Fiat Lux: Banishing Alienation Through Lights and Loud Noise by Northsylvania
3:00 pm in Uncategorized by Anti-Capitalist Meetup
Alienation can be considered part of the process of capitalist exploitation, but it can also mean feeling cut off and isolated from the surrounding world. Alienation in the Marxist sense means that capitalist production separates the worker from the object or service he produces, leading him to separate the effect of his own labour from the products he uses that are made by others. At the same time, he becomes no more than a product or object himself.
Thus the more the worker by his labor appropriates the external world, sensuous nature, the more he deprives himself of the means of life in two respects: first, in that the sensuous external world more and more ceases to be an object belonging to his labor – to be his labor’s means of life; and, second, in that it more and more ceases to be a means of life in the immediate sense, means for the physical subsistence of the worker.
In both respects, therefore, the worker becomes a servant of his object, first, in that he receives an object of labor, i.e., in that he receives work, and, secondly, in that he receives means of subsistence. This enables him to exist, first as a worker; and second, as a physical subject. The height of this servitude is that it is only as a worker that he can maintain himself as a physical subject and that it is only as a physical subject that he is a worker. (emphasis his)
This separation can often lead to alienation in the sense that I use it here: the feeling of being cut off from society, which leads to feelings so deadened that the outside word seems unreal. This is a common feature of depression, a disease, and dis-ease is an appropriate description, so common that it is considered the fourth leading cause of disability worldwide.
Communism, cooperative working associations, and unions were meant to address not only the economic injustice of capitalist working conditions, but also the loss of identity that comes with the lack of control over circumstances in working life.

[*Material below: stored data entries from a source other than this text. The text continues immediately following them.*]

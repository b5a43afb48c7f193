//! Networking Module
//!
//! The message-driven outer layer: wire schema, collaborator seams for
//! the chain oracle and peer transport, and the session state machine.

pub mod chain;
pub mod protocol;
pub mod session;
pub mod transport;

// Re-export key types
pub use chain::{ChainOracle, MockOracle, OracleError, RoomPlayer, RoomRoster};
pub use protocol::{Envelope, NetMessage, SyncPayload, PROTOCOL_VERSION};
pub use session::{
    Session, SessionConfig, SessionError, SessionEvent, SessionHandle, SessionStatus,
};
pub use transport::{memory_pair, MemoryPeer, PeerTransport, TransportError, TransportEvent};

Justina expresses this aspect in her diary on Venezuelan workers’ cooperatives:
The key to overcoming capitalism’s human devastation and systemic greed is to be found in joining together with other members of one’s community or work place and acting to transform our economy and thus our society into one that places human needs and aspirations at the top of our priorities.

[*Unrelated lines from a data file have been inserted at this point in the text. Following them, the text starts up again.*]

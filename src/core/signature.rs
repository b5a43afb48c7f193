//! Stark Curve Signatures & Identity Proofs
//!
//! Sign/verify over the platform curve, plus construction and verification
//! of the peer identity proof exchanged during the session handshake.

use serde::{Deserialize, Serialize};
use starknet_crypto::{get_public_key, rfc6979_generate_k, sign, verify};
use thiserror::Error;

use super::felt::FieldElement;
use super::hash::chain_hash;

/// How far an identity-proof timestamp may drift from local time (ms).
pub const IDENTITY_FRESHNESS_MS: u64 = 10_000;

/// Authentication errors.
///
/// All of these are non-fatal at the session layer: the offending message
/// is logged and dropped.
#[derive(Debug, Error)]
pub enum AuthenticationError {
    /// Signature did not verify against the expected public key.
    #[error("invalid signature")]
    InvalidSignature,
    /// The signing primitive rejected the inputs.
    #[error("signing failed")]
    SigningFailed,
    /// Identity proof timestamp outside the freshness window.
    #[error("stale identity proof ({age_ms} ms old)")]
    StaleTimestamp {
        /// Absolute drift between proof timestamp and local clock.
        age_ms: u64,
    },
    /// Identity proof names a different address or key than the roster.
    #[error("identity proof does not match expected opponent")]
    UnexpectedPeer,
    /// Claimed stark key does not match the provided public key bytes.
    #[error("stark key does not match public key")]
    KeyMismatch,
    /// An artifact's hash field does not match its contents.
    #[error("hash does not match artifact contents")]
    HashMismatch,
}

/// An ECDSA signature over the Stark curve.
#[derive(Clone, Copy, Debug, PartialEq, Eq, Serialize, Deserialize)]
pub struct Signature {
    /// First signature component.
    pub r: FieldElement,
    /// Second signature component.
    pub s: FieldElement,
}

impl Signature {
    /// Verify this signature over `hash` against `public_key`.
    pub fn verify(&self, hash: &FieldElement, public_key: &FieldElement) -> bool {
        verify(public_key.inner(), hash.inner(), self.r.inner(), self.s.inner())
            .unwrap_or(false)
    }
}

/// A local signing key pair.
///
/// The public half is the x-only stark key, which is also what the room
/// roster registers on-chain as the player's off-chain public key.
#[derive(Clone, Debug)]
pub struct KeyPair {
    private: FieldElement,
    public: FieldElement,
}

impl KeyPair {
    /// Derive the key pair from a private key scalar.
    pub fn from_private(private: FieldElement) -> Self {
        let public = FieldElement::from_inner(get_public_key(private.inner()));
        Self { private, public }
    }

    /// The verifying (stark) key.
    pub fn public_key(&self) -> FieldElement {
        self.public
    }

    /// Sign a message hash with a deterministic nonce.
    pub fn sign(&self, hash: &FieldElement) -> Result<Signature, AuthenticationError> {
        let k = rfc6979_generate_k(hash.inner(), self.private.inner(), None);
        let signature = sign(self.private.inner(), hash.inner(), &k)
            .map_err(|_| AuthenticationError::SigningFailed)?;
        Ok(Signature {
            r: FieldElement::from_inner(signature.r),
            s: FieldElement::from_inner(signature.s),
        })
    }
}

/// Peer identity proof exchanged in the `ID` handshake message.
///
/// The proof hash covers `(address, timestamp, stark_key, limb0..limb2)`
/// where the limbs split the public key into hash-width pieces.
#[derive(Clone, Debug, Serialize, Deserialize)]
pub struct IdentityProof {
    /// The peer's account address on-chain.
    pub address: FieldElement,
    /// Proof creation time, Unix milliseconds.
    pub timestamp: u64,
    /// The off-chain stark key registered in the room roster.
    pub stark_key: FieldElement,
    /// The verifying key as raw field bytes, limb-split for hashing.
    pub public_key: FieldElement,
    /// Signature over the proof hash.
    pub signature: Signature,
}

impl IdentityProof {
    /// Build a fresh proof for the local player.
    pub fn build(
        address: FieldElement,
        timestamp: u64,
        keypair: &KeyPair,
    ) -> Result<Self, AuthenticationError> {
        let stark_key = keypair.public_key();
        let public_key = keypair.public_key();
        let hash = Self::proof_hash(&address, timestamp, &stark_key, &public_key);
        let signature = keypair.sign(&hash)?;

        Ok(Self {
            address,
            timestamp,
            stark_key,
            public_key,
            signature,
        })
    }

    /// Verify the proof against the expected opponent from the room roster.
    ///
    /// Checks, in order: timestamp freshness, address/key match against the
    /// roster, stark key re-derivation from the public key bytes, and the
    /// signature itself. Freshness is checked first so no curve work is
    /// spent on replayed proofs.
    pub fn verify(
        &self,
        expected_address: &FieldElement,
        expected_stark_key: &FieldElement,
        now_ms: u64,
    ) -> Result<(), AuthenticationError> {
        let age_ms = now_ms.abs_diff(self.timestamp);
        if age_ms >= IDENTITY_FRESHNESS_MS {
            return Err(AuthenticationError::StaleTimestamp { age_ms });
        }

        if self.address != *expected_address || self.stark_key != *expected_stark_key {
            return Err(AuthenticationError::UnexpectedPeer);
        }

        // Re-derive the stark key from the public key bytes independently of
        // the claimed field, so a spoofed stark_key cannot ride on an
        // otherwise valid signature.
        let rederived = FieldElement::from_bytes_be(&self.public_key.to_bytes_be());
        if rederived != self.stark_key {
            return Err(AuthenticationError::KeyMismatch);
        }

        let hash =
            Self::proof_hash(&self.address, self.timestamp, &self.stark_key, &self.public_key);
        if !self.signature.verify(&hash, &self.public_key) {
            return Err(AuthenticationError::InvalidSignature);
        }

        Ok(())
    }

    fn proof_hash(
        address: &FieldElement,
        timestamp: u64,
        stark_key: &FieldElement,
        public_key: &FieldElement,
    ) -> FieldElement {
        let limbs = public_key.split_limbs();
        chain_hash(&[
            *address,
            FieldElement::from(timestamp),
            *stark_key,
            limbs[0],
            limbs[1],
            limbs[2],
        ])
    }
}

// =============================================================================
// TESTS
// =============================================================================

#[cfg(test)]
mod tests {
    use super::*;

    fn test_keypair() -> KeyPair {
        KeyPair::from_private(FieldElement::from(123_456_789u64))
    }

    #[test]
    fn test_sign_verify_roundtrip() {
        let keypair = test_keypair();
        let hash = chain_hash(&[FieldElement::from(1u64), FieldElement::from(2u64)]);

        let signature = keypair.sign(&hash).unwrap();
        assert!(signature.verify(&hash, &keypair.public_key()));
    }

    #[test]
    fn test_sign_verify_random_keys() {
        use rand::Rng;
        let mut rng = rand::thread_rng();

        for _ in 0..8 {
            let keypair = KeyPair::from_private(FieldElement::from(rng.gen::<u64>() | 1));
            let hash = chain_hash(&[FieldElement::from(rng.gen::<u64>())]);

            let signature = keypair.sign(&hash).unwrap();
            assert!(signature.verify(&hash, &keypair.public_key()));
        }
    }

    #[test]
    fn test_wrong_key_fails_verification() {
        let keypair = test_keypair();
        let other = KeyPair::from_private(FieldElement::from(987_654_321u64));
        let hash = chain_hash(&[FieldElement::from(7u64), FieldElement::from(8u64)]);

        let signature = keypair.sign(&hash).unwrap();
        assert!(!signature.verify(&hash, &other.public_key()));
    }

    #[test]
    fn test_wrong_hash_fails_verification() {
        let keypair = test_keypair();
        let hash = chain_hash(&[FieldElement::from(1u64), FieldElement::from(2u64)]);
        let other_hash = chain_hash(&[FieldElement::from(2u64), FieldElement::from(1u64)]);

        let signature = keypair.sign(&hash).unwrap();
        assert!(!signature.verify(&other_hash, &keypair.public_key()));
    }

    #[test]
    fn test_identity_proof_roundtrip() {
        let keypair = test_keypair();
        let address = FieldElement::from_hex("0xabc123").unwrap();
        let now = 1_700_000_000_000u64;

        let proof = IdentityProof::build(address, now, &keypair).unwrap();
        proof
            .verify(&address, &keypair.public_key(), now + 2_000)
            .unwrap();
    }

    #[test]
    fn test_identity_proof_stale_timestamp() {
        let keypair = test_keypair();
        let address = FieldElement::from_hex("0xabc123").unwrap();
        let now = 1_700_000_000_000u64;

        let proof = IdentityProof::build(address, now, &keypair).unwrap();

        // 15 seconds old: rejected before any signature work.
        let result = proof.verify(&address, &keypair.public_key(), now + 15_000);
        assert!(matches!(
            result,
            Err(AuthenticationError::StaleTimestamp { age_ms: 15_000 })
        ));
    }

    #[test]
    fn test_identity_proof_wrong_address() {
        let keypair = test_keypair();
        let address = FieldElement::from_hex("0xabc123").unwrap();
        let other_address = FieldElement::from_hex("0xdef456").unwrap();
        let now = 1_700_000_000_000u64;

        let proof = IdentityProof::build(address, now, &keypair).unwrap();
        let result = proof.verify(&other_address, &keypair.public_key(), now);
        assert!(matches!(result, Err(AuthenticationError::UnexpectedPeer)));
    }

    #[test]
    fn test_identity_proof_spoofed_stark_key() {
        let keypair = test_keypair();
        let victim = KeyPair::from_private(FieldElement::from(55_555u64));
        let address = FieldElement::from_hex("0xabc123").unwrap();
        let now = 1_700_000_000_000u64;

        // Attacker signs with their own key but claims the victim's stark
        // key. The roster expects the victim's key, so the re-derivation
        // check must catch the mismatch.
        let mut proof = IdentityProof::build(address, now, &keypair).unwrap();
        proof.stark_key = victim.public_key();

        let result = proof.verify(&address, &victim.public_key(), now);
        assert!(matches!(result, Err(AuthenticationError::KeyMismatch)));
    }

    #[test]
    fn test_identity_proof_corrupted_signature() {
        let keypair = test_keypair();
        let address = FieldElement::from_hex("0xabc123").unwrap();
        let now = 1_700_000_000_000u64;

        let mut proof = IdentityProof::build(address, now, &keypair).unwrap();
        proof.signature.r = FieldElement::from(1u64);

        let result = proof.verify(&address, &keypair.public_key(), now);
        assert!(matches!(result, Err(AuthenticationError::InvalidSignature)));
    }
}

Unfortunately, most people in a capitalist system feel that they have little choice as to their working circumstances, and so try to regain their sense of self through how they spend their spare time, but often this is set apart from working life. Television, movies, and the Internet are one way of reconnecting, but they usually have very little relation to making a living wage. Some hobbies might use skills learned in the workplace, but they are often individual rather than collaborative efforts, and knowledge remains closed to society as a whole. However, in this case, ordinary people in one town, and then other nearby towns and villages, combined their industrial and home-based skills with a love of creativity to convert an existing tradition, the local Guy Fawkes bonfires, into a spectacular celebration of their own individuality and collective spirit: The Somerset illuminated carnivals.
Several elements combined to make Bridgwater a particularly likely place for these carnivals to begin. Guy Fawkes bonfires had been held there since 1605, and were immensely popular. The parading of effigies as a form of social punishment and rough justice was already present in Skimmington, a Somerset tradition that was also occasionally used in a humorous way to collect money for charity. Bonfires were times when ordinary people could get symbolic (and occasionally literal!) revenge on landlords, officials, and other powerful individuals who had aroused their ire. Later on unpopular bosses and strikebreakers were turned into effigies and burned, all under protection of Royal decree.
Another important contribution was that Bridgwater was remote enough from London that many minor transgressions, which would have been punished otherwise, were overlooked. Bridgwater had a had a reputation for both independence and contrariness as well. From the Peasants Revolt in 1381 to 1896, when the military was called in to smash the brick workers’ strike, Bridgwater workers were often on the wrong side of official policy. One example of this is squibbing, the use of large hand-held fireworks, which even now require windows to be boarded up where it is performed, and in the past, when they were still manufactured locally and were considerably larger, caused numerous injuries, occasional deaths, and once levelled four houses.